Omeri claimed that Shettima had established "that there were no sufficient facts on the alleged abduction", adding: "We hereby wish to state that based on available facts before us there was no abduction of 60 persons in Borno state."

Residents from Kummabza and the surrounding villages attacked over three days from last Thursday, however, said they could not understand the denial.

"This is happening. I can't understand why they would say that. It has been confirmed," one man, who asked for his name to be withheld, told AFP.

Establishing facts on the ground is notoriously difficult in northeast Nigeria, which has been hard hit by five years of violence at the hands of the heavily armed militant group.

Mobile phone networks have been downed and there are few functioning landlines, while travel between towns and villages is fraught with the danger of attack. Often news of attacks takes days to emerge.

Independent corroboration of claims is also hard to come by, with the police and security services also unable to move freely because of dangerous conditions.

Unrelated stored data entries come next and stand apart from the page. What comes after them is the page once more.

//! Interpolation contract and helpers.
//!
//! [`Lerp`] is what a property interpolator needs from its value type:
//! component-wise blending for numeric values, a step at the end of the curve
//! for discrete ones.

pub mod functions;

pub use functions::{lerp_f32, lerp_vec2, lerp_vec4};

use crate::value::{LinearColor, Margin, Vec2, Visibility};

pub trait Lerp: Copy + 'static {
    fn lerp(a: Self, b: Self, t: f32) -> Self;
}

impl Lerp for f32 {
    #[inline]
    fn lerp(a: Self, b: Self, t: f32) -> Self {
        lerp_f32(a, b, t)
    }
}

impl Lerp for Vec2 {
    #[inline]
    fn lerp(a: Self, b: Self, t: f32) -> Self {
        let [x, y] = lerp_vec2([a.x, a.y], [b.x, b.y], t);
        Vec2::new(x, y)
    }
}

impl Lerp for LinearColor {
    #[inline]
    fn lerp(a: Self, b: Self, t: f32) -> Self {
        lerp_vec4(a.to_array(), b.to_array(), t).into()
    }
}

impl Lerp for Margin {
    #[inline]
    fn lerp(a: Self, b: Self, t: f32) -> Self {
        lerp_vec4(a.to_array(), b.to_array(), t).into()
    }
}

impl Lerp for Visibility {
    #[inline]
    fn lerp(a: Self, b: Self, t: f32) -> Self {
        if t >= 1.0 {
            b
        } else {
            a
        }
    }
}
//! Homogeneous behavior pools.
//!
//! A [`Pool`] stores every live instance of one behavior type in a dense
//! vector, alongside the owning handles in matching order and a
//! `handle -> index` map. Removal swaps the last element into the hole, so the
//! map entry of whatever moved must be repaired before the call returns;
//! [`Pool::remove`] does both as one step.

use std::any::Any;

use hashbrown::HashMap;

use crate::ids::EntityHandle;

/// Contract every pooled behavior implements.
///
/// `D` is the binding data handed to [`Behavior::set_data`] after insertion
/// (for tweens, the shared frame of the owning instance).
pub trait Behavior<D>: 'static {
    /// Capture the current target value as the interpolation start.
    fn begin(&mut self);
    /// Compute and stage this tick's interpolated value.
    fn apply(&mut self);
    /// Suspend or resume without removing.
    fn set_active(&mut self, active: bool);
    /// Bind to the owning instance.
    fn set_data(&mut self, data: &D);
}

#[derive(Debug)]
pub struct Pool<T> {
    index: HashMap<EntityHandle, usize>,
    handles: Vec<EntityHandle>,
    objects: Vec<T>,
}

impl<T> Default for Pool<T> {
    fn default() -> Self {
        Self {
            index: HashMap::new(),
            handles: Vec::new(),
            objects: Vec::new(),
        }
    }
}

impl<T> Pool<T> {
    #[inline]
    pub fn len(&self) -> usize {
        self.objects.len()
    }

    #[inline]
    pub fn is_empty(&self) -> bool {
        self.objects.is_empty()
    }

    #[inline]
    pub fn contains(&self, handle: EntityHandle) -> bool {
        self.index.contains_key(&handle)
    }

    pub fn get(&self, handle: EntityHandle) -> Option<&T> {
        self.index.get(&handle).map(|&i| &self.objects[i])
    }

    pub fn get_mut(&mut self, handle: EntityHandle) -> Option<&mut T> {
        let i = *self.index.get(&handle)?;
        Some(&mut self.objects[i])
    }

    /// Append `value` for `handle`. The handle must not already be present.
    pub fn insert(&mut self, handle: EntityHandle, value: T) {
        assert!(
            !self.index.contains_key(&handle),
            "{handle} already owns a {} in this pool",
            std::any::type_name::<T>()
        );
        self.index.insert(handle, self.objects.len());
        self.objects.push(value);
        self.handles.push(handle);
        self.debug_check();
    }

    /// Swap-and-pop removal with index repair. Returns the removed value.
    pub fn remove(&mut self, handle: EntityHandle) -> Option<T> {
        let index = self.index.remove(&handle)?;
        debug_assert_eq!(self.handles[index], handle);

        let removed = self.objects.swap_remove(index);
        self.handles.swap_remove(index);
        // Whatever used to be last now lives at `index`.
        if let Some(&moved) = self.handles.get(index) {
            self.index.insert(moved, index);
        }
        self.debug_check();
        Some(removed)
    }

    /// Drop every entry but keep allocations.
    pub fn clear(&mut self) {
        self.index.clear();
        self.handles.clear();
        self.objects.clear();
    }

    pub fn handles(&self) -> &[EntityHandle] {
        &self.handles
    }

    /// Run `f` on the entry owned by `handle`, or on every entry for
    /// [`EntityHandle::ALL`].
    fn for_target(&mut self, handle: EntityHandle, mut f: impl FnMut(&mut T)) {
        if handle.is_broadcast() {
            self.objects.iter_mut().for_each(f);
        } else if let Some(obj) = self.get_mut(handle) {
            f(obj);
        }
    }

    #[inline]
    fn debug_check(&self) {
        debug_assert_eq!(self.objects.len(), self.handles.len());
        debug_assert_eq!(self.objects.len(), self.index.len());
    }

    /// Full consistency check of the index map against the handle vector.
    pub fn is_consistent(&self) -> bool {
        self.objects.len() == self.handles.len()
            && self.handles.len() == self.index.len()
            && self
                .handles
                .iter()
                .enumerate()
                .all(|(i, h)| self.index.get(h) == Some(&i))
    }
}

/// Type-erased face of a [`Pool`], the only surface the registry fans out to.
pub(crate) trait ErasedPool<D> {
    fn apply(&mut self, handle: EntityHandle);
    fn begin(&mut self, handle: EntityHandle);
    fn remove(&mut self, handle: EntityHandle);
    fn set_active(&mut self, handle: EntityHandle, active: bool);
    fn set_data(&mut self, handle: EntityHandle, data: &D);
    fn len(&self) -> usize;
    fn as_any(&self) -> &dyn Any;
    fn as_any_mut(&mut self) -> &mut dyn Any;
}

impl<D: 'static, T: Behavior<D>> ErasedPool<D> for Pool<T> {
    fn apply(&mut self, handle: EntityHandle) {
        self.for_target(handle, |obj| obj.apply());
    }

    fn begin(&mut self, handle: EntityHandle) {
        self.for_target(handle, |obj| obj.begin());
    }

    fn remove(&mut self, handle: EntityHandle) {
        if handle.is_broadcast() {
            self.clear();
        } else {
            let _ = Pool::remove(self, handle);
        }
    }

    fn set_active(&mut self, handle: EntityHandle, active: bool) {
        self.for_target(handle, |obj| obj.set_active(active));
    }

    fn set_data(&mut self, handle: EntityHandle, data: &D) {
        // Binding is always per entity; a broadcast would alias every
        // behavior onto one instance.
        if let Some(obj) = self.get_mut(handle) {
            obj.set_data(data);
        }
    }

    fn len(&self) -> usize {
        Pool::len(self)
    }

    fn as_any(&self) -> &dyn Any {
        self
    }

    fn as_any_mut(&mut self) -> &mut dyn Any {
        self
    }
}

#[cfg(test)]
mod tests {
    use super::*;

    fn h(n: u32) -> EntityHandle {
        EntityHandle(n)
    }

    #[test]
    fn remove_middle_repairs_moved_index() {
        let mut pool = Pool::default();
        for n in 2..7 {
            pool.insert(h(n), n * 10);
        }
        assert_eq!(pool.remove(h(3)), Some(30));
        assert!(pool.is_consistent());
        // h(6) was last and moved into slot 1.
        assert_eq!(pool.handles()[1], h(6));
        for n in [2, 4, 5, 6] {
            assert_eq!(pool.get(h(n)), Some(&(n * 10)));
        }
        assert_eq!(pool.get(h(3)), None);
    }

    #[test]
    fn remove_last_and_only() {
        let mut pool = Pool::default();
        pool.insert(h(2), 'a');
        pool.insert(h(3), 'b');
        assert_eq!(pool.remove(h(3)), Some('b'));
        assert!(pool.is_consistent());
        assert_eq!(pool.remove(h(2)), Some('a'));
        assert!(pool.is_empty());
        assert!(pool.is_consistent());
        assert_eq!(pool.remove(h(2)), None);
    }

    #[test]
    #[should_panic(expected = "already owns")]
    fn double_insert_panics() {
        let mut pool = Pool::default();
        pool.insert(h(2), 1u8);
        pool.insert(h(2), 2u8);
    }
}
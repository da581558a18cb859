//! Entity handles and their allocator.

use serde::{Deserialize, Serialize};

/// Opaque handle naming one tween's slot across every behavior pool.
#[derive(Copy, Clone, Debug, Eq, PartialEq, Hash, Serialize, Deserialize)]
pub struct EntityHandle(pub u32);

impl EntityHandle {
    /// Broadcast sentinel: operations taking a handle fan out to every entity.
    pub const ALL: EntityHandle = EntityHandle(0);
    /// Never handed out. Must stay the last reserved value.
    pub const INVALID: EntityHandle = EntityHandle(1);
    /// First value the allocator hands out, also where it restarts after wrapping.
    pub const FIRST_VALID: EntityHandle = EntityHandle(Self::INVALID.0 + 1);

    #[inline]
    pub fn is_broadcast(self) -> bool {
        self == Self::ALL
    }

    #[inline]
    pub fn is_valid(self) -> bool {
        self.0 >= Self::FIRST_VALID.0
    }
}

impl std::fmt::Display for EntityHandle {
    fn fmt(&self, f: &mut std::fmt::Formatter<'_>) -> std::fmt::Result {
        write!(f, "entity#{}", self.0)
    }
}

/// Monotonic handle allocator.
///
/// On overflow the counter skips the reserved range and restarts at
/// [`EntityHandle::FIRST_VALID`]. Nothing guards against a handle still in use
/// after 2^32 allocations; tweens are short-lived enough for that to be moot.
#[derive(Debug)]
pub struct HandleAllocator {
    last: u32,
}

impl Default for HandleAllocator {
    fn default() -> Self {
        Self {
            last: EntityHandle::INVALID.0,
        }
    }
}

impl HandleAllocator {
    pub fn new() -> Self {
        Self::default()
    }

    #[inline]
    pub fn next(&mut self) -> EntityHandle {
        self.last = self.last.wrapping_add(1);
        if self.last < EntityHandle::FIRST_VALID.0 {
            self.last = EntityHandle::FIRST_VALID.0;
        }
        EntityHandle(self.last)
    }

    #[cfg(test)]
    fn with_last(last: u32) -> Self {
        Self { last }
    }
}

#[cfg(test)]
mod tests {
    use super::*;

    #[test]
    fn alloc_monotonic_from_first_valid() {
        let mut alloc = HandleAllocator::new();
        assert_eq!(alloc.next(), EntityHandle(2));
        assert_eq!(alloc.next(), EntityHandle(3));
        assert!(EntityHandle(3).is_valid());
        assert!(!EntityHandle::ALL.is_valid());
        assert!(!EntityHandle::INVALID.is_valid());
    }

    #[test]
    fn alloc_wraps_past_reserved_range() {
        let mut alloc = HandleAllocator::with_last(u32::MAX - 1);
        assert_eq!(alloc.next(), EntityHandle(u32::MAX));
        assert_eq!(alloc.next(), EntityHandle::FIRST_VALID);
        assert_eq!(alloc.next(), EntityHandle(3));
    }
}
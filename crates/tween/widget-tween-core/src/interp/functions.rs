//! Interpolation helpers on plain float arrays.

/// Linear interpolation of scalars.
#[inline]
pub fn lerp_f32(a: f32, b: f32, t: f32) -> f32 {
    a + (b - a) * t
}

#[inline]
pub fn lerp_vec2(a: [f32; 2], b: [f32; 2], t: f32) -> [f32; 2] {
    [lerp_f32(a[0], b[0], t), lerp_f32(a[1], b[1], t)]
}

#[inline]
pub fn lerp_vec4(a: [f32; 4], b: [f32; 4], t: f32) -> [f32; 4] {
    [
        lerp_f32(a[0], b[0], t),
        lerp_f32(a[1], b[1], t),
        lerp_f32(a[2], b[2], t),
        lerp_f32(a[3], b[3], t),
    ]
}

Nigeria's government was heavily criticised for its slow response to the mass abduction by Boko Haram militants of more than 200 schoolgirls from the town of Chibok, also in Borno, on April 14, that triggered global outrage.

The military claimed in the days after the kidnapping that most of the girls had escaped, while President Goodluck Jonathan's wife, Patience, alleged that the abduction was a fabrication by her husband's political rivals to smear him.

The military's claim was soon retracted.

Police in Borno said that 276 girls were kidnapped and that 53 escaped in the days following the attack. On May 28, the authorities said that four more girls than previously thought had escaped, leaving 219 still held hostage.

The figures were confirmed in a report submitted to the government by a presidential fact-finding committee this week.